Interview with Bernard Frank Thomas
Interviewed by Max Thomas
Recorded on 10/28/2006 by Max Thomas
Transcribed on 11/19/2006-00/00/2006 by Max Thomas
[Interview starts at 000 on counter]
Max Thomas: Today is October 28, 2006 I Max Thomas am interviewing Frank Thomas at 7114 Koldyke. Mr. Thomas is my grandfather. He is 83 year old and was born on May 2, 1923. Mr. Thomas served in World War II and held the following rank: Private.
MT: Were you drafted or did you enlist?
Frank Thomas: I was drafted.
MT: Where were you living at the time?
FT: Sioux Falls, South Dakota.
MT: Did you pick the service branch that you joined?
FT: I asked for it, but I wasn’t sure that I would get it.

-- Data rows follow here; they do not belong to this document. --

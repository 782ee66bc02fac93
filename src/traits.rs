//! Traits for storage abstraction and extensibility

use async_trait::async_trait;
use bigdecimal::BigDecimal;
use chrono::NaiveDate;
use std::collections::HashMap;

use crate::types::*;

/// A single write applied as part of a [`WriteBatch`]
#[derive(Debug, Clone, PartialEq)]
pub enum WriteOp {
    SaveAccount(Account),
    /// Removes the account together with its transactions and checkpoints
    DeleteAccount(String),
    UpsertTransaction(Transaction),
    DeleteTransaction(String),
    UpsertCheckpoint(BalanceCheckpoint),
    DeleteCheckpoint(String),
    UpdateAccountBalance {
        account_id: String,
        balance: BigDecimal,
        balance_date: NaiveDate,
    },
}

/// Ordered set of writes committed all-or-nothing
#[derive(Debug, Clone, Default, PartialEq)]
pub struct WriteBatch {
    ops: Vec<WriteOp>,
}

impl WriteBatch {
    pub fn new() -> Self {
        Self::default()
    }

    pub fn push(&mut self, op: WriteOp) {
        self.ops.push(op);
    }

    pub fn upsert_transaction(&mut self, transaction: Transaction) {
        self.push(WriteOp::UpsertTransaction(transaction));
    }

    pub fn delete_transaction(&mut self, transaction_id: &str) {
        self.push(WriteOp::DeleteTransaction(transaction_id.to_string()));
    }

    pub fn upsert_checkpoint(&mut self, checkpoint: BalanceCheckpoint) {
        self.push(WriteOp::UpsertCheckpoint(checkpoint));
    }

    pub fn delete_checkpoint(&mut self, checkpoint_id: &str) {
        self.push(WriteOp::DeleteCheckpoint(checkpoint_id.to_string()));
    }

    pub fn ops(&self) -> &[WriteOp] {
        &self.ops
    }

    pub fn len(&self) -> usize {
        self.ops.len()
    }

    pub fn is_empty(&self) -> bool {
        self.ops.is_empty()
    }
}

impl IntoIterator for WriteBatch {
    type Item = WriteOp;
    type IntoIter = std::vec::IntoIter<WriteOp>;

    fn into_iter(self) -> Self::IntoIter {
        self.ops.into_iter()
    }
}

/// Storage abstraction for the ledger system
///
/// Reads are individual queries; every mutation goes through [`commit`],
/// which must apply the whole batch or none of it. Implementations provide
/// no isolation between separate calls.
///
/// [`commit`]: LedgerStorage::commit
#[async_trait]
pub trait LedgerStorage: Send + Sync {
    /// Get an account by ID
    async fn get_account(&self, account_id: &str) -> LedgerResult<Option<Account>>;

    /// Get a transaction by ID
    async fn get_transaction(&self, transaction_id: &str) -> LedgerResult<Option<Transaction>>;

    /// Stored transactions among `ids`, keyed by id, whatever their account
    async fn get_transactions_by_ids(
        &self,
        ids: &[String],
    ) -> LedgerResult<HashMap<String, Transaction>>;

    /// Transactions with `after < date <= through`, ascending by date.
    /// `after = None` means from the beginning of history.
    async fn get_transactions_in_range(
        &self,
        account_id: &str,
        after: Option<NaiveDate>,
        through: NaiveDate,
    ) -> LedgerResult<Vec<Transaction>>;

    /// Get a checkpoint by ID
    async fn get_checkpoint(&self, checkpoint_id: &str) -> LedgerResult<Option<BalanceCheckpoint>>;

    /// Latest checkpoint with `checkpoint.date <= date`
    async fn get_checkpoint_at_or_before(
        &self,
        account_id: &str,
        date: NaiveDate,
    ) -> LedgerResult<Option<BalanceCheckpoint>>;

    /// Latest checkpoint with `checkpoint.date < date`
    async fn get_checkpoint_before(
        &self,
        account_id: &str,
        date: NaiveDate,
    ) -> LedgerResult<Option<BalanceCheckpoint>>;

    /// All checkpoints with `checkpoint.date >= date`, ascending
    async fn get_checkpoints_from(
        &self,
        account_id: &str,
        date: NaiveDate,
    ) -> LedgerResult<Vec<BalanceCheckpoint>>;

    /// Most recent checkpoints first, at most `limit` when given
    async fn list_checkpoints(
        &self,
        account_id: &str,
        limit: Option<usize>,
    ) -> LedgerResult<Vec<BalanceCheckpoint>>;

    /// Apply every write in the batch atomically
    async fn commit(&mut self, batch: WriteBatch) -> LedgerResult<()>;
}

/// Trait for implementing custom account validation rules
pub trait AccountValidator: Send + Sync {
    /// Validate an account before saving
    fn validate_account(&self, account: &Account) -> LedgerResult<()>;
}

/// Trait for implementing custom transaction validation rules
pub trait TransactionValidator: Send + Sync {
    /// Validate a manually entered or updated transaction before saving
    fn validate_transaction(&self, transaction: &Transaction) -> LedgerResult<()>;
}

/// Default account validator with basic rules
pub struct DefaultAccountValidator;

impl AccountValidator for DefaultAccountValidator {
    fn validate_account(&self, account: &Account) -> LedgerResult<()> {
        if account.id.trim().is_empty() {
            return Err(LedgerError::Validation(
                "Account ID cannot be empty".to_string(),
            ));
        }

        if account.name.trim().is_empty() {
            return Err(LedgerError::Validation(
                "Account name cannot be empty".to_string(),
            ));
        }

        Ok(())
    }
}

/// Default transaction validator
pub struct DefaultTransactionValidator;

impl TransactionValidator for DefaultTransactionValidator {
    fn validate_transaction(&self, transaction: &Transaction) -> LedgerResult<()> {
        if transaction.account_id.trim().is_empty() {
            return Err(LedgerError::InvalidTransaction(
                "Transaction must reference an account".to_string(),
            ));
        }

        // Adjustments are owned by the reconciliation engine
        if transaction.transaction_type == TransactionType::Reconciliation {
            return Err(LedgerError::InvalidTransaction(
                "Reconciliation transactions cannot be entered manually".to_string(),
            ));
        }

        Ok(())
    }
}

MT: What service branch did you ask for?
FT: Quartermaster Corps.
MT: Why did you ask for this service?
FT: Because I thought that I had background that could help me in this branch.
MT: Do you recall your first days in the service?
FT: My first days were at Fort Crook, Nebraska and I was acting as a clerk typist. I was typing up physicals of drafted personnel who were just coming into the service. I did that for a couple months and then I asked to be transferred to someplace else where I could get my basic training. Let me insert, here, that I had limited service and I had a limited service classification, so I couldn’t do some of the things. Not every place, not every branch of the army had openings for limited service men.
MT: Do you recall your basic training experience and how did you get through them?
FT: Okay, after being at Fort Crook, I asked to get out for basic training. I was transferred then to Fort Leavenworth, Kansas where I spent about a month waiting to be shipped out for basic training, I ended up at Fort Warren, Wyoming for basic training.
MT: What wars did you serve in?
FT: World War II.
MT: What camps or bases did you go to?
FT: Fort Crook, Nebraska; Fort Leavenworth, Kansas; Fort Warren, Wyoming
MT: What was your job assignment?
FT: Other than Fort Crook where I was a typist, I didn’t have any assignments. I was just waiting to get into basic training. Then I started basic training at Fort Warren.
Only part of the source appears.